Stored data entries
impl Row {
    #[must_use]
    pub fn new() -> Self {
        Self::default()
    }

    #[must_use]
    pub fn with_capacity(capacity: usize) -> Self {
        Self {
            entries: Vec::with_capacity(capacity),
        }
    }

    pub fn from_pairs<K, V>(pairs: impl IntoIterator<Item = (K, V)>) -> Self
    where
        K: Into<String>,
        V: Into<Value>,
    {
        let mut row = Self::new();
        for (key, value) in pairs {
            row.insert(key, value);
        }
        row
    }

    #[must_use]
    pub fn len(&self) -> usize {
        self.entries.len()
    }

    #[must_use]
    pub fn is_empty(&self) -> bool {
        self.entries.is_empty()
    }

    #[must_use]
    pub fn get(&self, key: &str) -> Option<&Value> {
        self.entries
            .iter()
            .find_map(|(k, v)| (k == key).then_some(v))
    }

    pub fn get_mut(&mut self, key: &str) -> Option<&mut Value> {
        self.entries
            .iter_mut()
            .find_map(|(k, v)| (k.as_str() == key).then_some(v))
    }

    #[must_use]
    pub fn contains_key(&self, key: &str) -> bool {
        self.entries.iter().any(|(k, _)| k == key)
    }

    /// Insert a field, returning the previous value when the field existed.
    pub fn insert(&mut self, key: impl Into<String>, value: impl Into<Value>) -> Option<Value> {
        let key = key.into();
        let value = value.into();
        match self.entries.iter_mut().find(|(k, _)| *k == key) {
            Some((_, slot)) => Some(std::mem::replace(slot, value)),
            None => {
                self.entries.push((key, value));
                None
            }
        }
    }

    /// Remove a field, returning its value when it existed. Remaining fields
    /// keep their relative order.
    pub fn remove(&mut self, key: &str) -> Option<Value> {
        let position = self.entries.iter().position(|(k, _)| k == key)?;
        Some(self.entries.remove(position).1)
    }

    pub fn iter(&self) -> impl Iterator<Item = (&str, &Value)> {
        self.entries.iter().map(|(k, v)| (k.as_str(), v))
    }

    pub fn keys(&self) -> impl Iterator<Item = &str> {
        self.entries.iter().map(|(k, _)| k.as_str())
    }

    pub fn values(&self) -> impl Iterator<Item = &Value> {
        self.entries.iter().map(|(_, v)| v)
    }
}

impl<K, V> FromIterator<(K, V)> for Row
where
    K: Into<String>,
    V: Into<Value>,
{
    fn from_iter<T: IntoIterator<Item = (K, V)>>(iter: T) -> Self {
        Self::from_pairs(iter)
    }
}

impl<K, V> Extend<(K, V)> for Row
where
    K: Into<String>,
    V: Into<Value>,
{
    fn extend<T: IntoIterator<Item = (K, V)>>(&mut self, iter: T) {
        for (key, value) in iter {
            self.insert(key, value);
        }
    }
}

impl IntoIterator for Row {
    type Item = (String, Value);
    type IntoIter = std::vec::IntoIter<(String, Value)>;

    fn into_iter(self) -> Self::IntoIter {
        self.entries.into_iter()
    }
}

impl Serialize for Row {
    fn serialize<S: Serializer>(&self, serializer: S) -> Result<S::Ok, S::Error> {
        let mut map = serializer.serialize_map(Some(self.entries.len()))?;
        for (key, value) in &self.entries {
            map.serialize_entry(key, value)?;
        }
        map.end()
    }
}

impl<'de> Deserialize<'de> for Row {
    fn deserialize<D: Deserializer<'de>>(deserializer: D) -> Result<Self, D::Error> {
        struct RowVisitor;

        impl<'de> Visitor<'de> for RowVisitor {
            type Value = Row;

            fn expecting(&self, formatter: &mut fmt::Formatter<'_>) -> fmt::Result {
                formatter.write_str("a map of field names to values")
            }

            fn visit_map<A: MapAccess<'de>>(self, mut access: A) -> Result<Row, A::Error> {
                let mut row = Row::with_capacity(access.size_hint().unwrap_or(0));
                while let Some((key, value)) = access.next_entry::<String, Value>()? {
                    row.insert(key, value);
                }
                Ok(row)
            }
        }

        deserializer.deserialize_map(RowVisitor)
    }
}

// ── Table ──────────────────────────────────────────────────────────────

/// An ordered sequence of rows. No uniqueness constraint on any field; rows
/// may have differing shapes.
#[derive(Debug, Clone, Default, PartialEq, Serialize, Deserialize)]
#[serde(transparent)]
pub struct Table {
    rows: Vec<Row>,
}

impl Table {
    #[must_use]
    pub fn new() -> Self {
        Self::default()
    }

    #[must_use]
    pub fn from_rows(rows: Vec<Row>) -> Self {
        Self { rows }
    }

    #[must_use]
    pub fn len(&self) -> usize {
        self.rows.len()
    }

    #[must_use]
    pub fn is_empty(&self) -> bool {
        self.rows.is_empty()
    }

    #[must_use]
    pub fn get(&self, index: usize) -> Option<&Row> {
        self.rows.get(index)
    }

    pub fn get_mut(&mut self, index: usize) -> Option<&mut Row> {
        self.rows.get_mut(index)
    }

    pub fn push(&mut self, row: Row) {
        self.rows.push(row);
    }

    pub fn iter(&self) -> slice::Iter<'_, Row> {
        self.rows.iter()
    }

    pub fn iter_mut(&mut self) -> slice::IterMut<'_, Row> {
        self.rows.iter_mut()
    }

    #[must_use]
    pub fn rows(&self) -> &[Row] {
        &self.rows
    }

    #[must_use]
    pub fn into_rows(self) -> Vec<Row> {
        self.rows
    }

    /// Collect the value at `key` from every row that has the field, in row
    /// order. Rows lacking the field contribute nothing, so the result may be
    /// shorter than the table.
    #[must_use]
    pub fn extract_column(&self, key: &str) -> Vec<Value> {
        self.rows
            .iter()
            .filter_map(|row| row.get(key).cloned())
            .collect()
    }

    /// Delete `key` from every row in place. Rows without the field are left
    /// unchanged. Idempotent.
    pub fn remove_column(&mut self, key: &str) {
        for row in &mut self.rows {
            row.remove(key);
        }
    }
}

impl From<Vec<Row>> for Table {
    fn from(rows: Vec<Row>) -> Self {
        Self::from_rows(rows)
    }
}

impl FromIterator<Row> for Table {
    fn from_iter<T: IntoIterator<Item = Row>>(iter: T) -> Self {
        Self {
            rows: iter.into_iter().collect(),
        }
    }
}

impl Extend<Row> for Table {
    fn extend<T: IntoIterator<Item = Row>>(&mut self, iter: T) {
        self.rows.extend(iter);
    }
}

impl IntoIterator for Table {
    type Item = Row;
    type IntoIter = std::vec::IntoIter<Row>;

    fn into_iter(self) -> Self::IntoIter {
        self.rows.into_iter()
    }
}

impl<'a> IntoIterator for &'a Table {
    type Item = &'a Row;
    type IntoIter = slice::Iter<'a, Row>;

    fn into_iter(self) -> Self::IntoIter {
        self.rows.iter()
    }
}

impl<'a> IntoIterator for &'a mut Table {
    type Item = &'a mut Row;
    type IntoIter = slice::IterMut<'a, Row>;

    fn into_iter(self) -> Self::IntoIter {
        self.rows.iter_mut()
    }
}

### Exercise aim
Search the entries for "IterMut" and copy each matching line.

### Solution to this problem
    pub fn iter_mut(&mut self) -> slice::IterMut<'_, Row> {
    type IntoIter = slice::IterMut<'a, Row>;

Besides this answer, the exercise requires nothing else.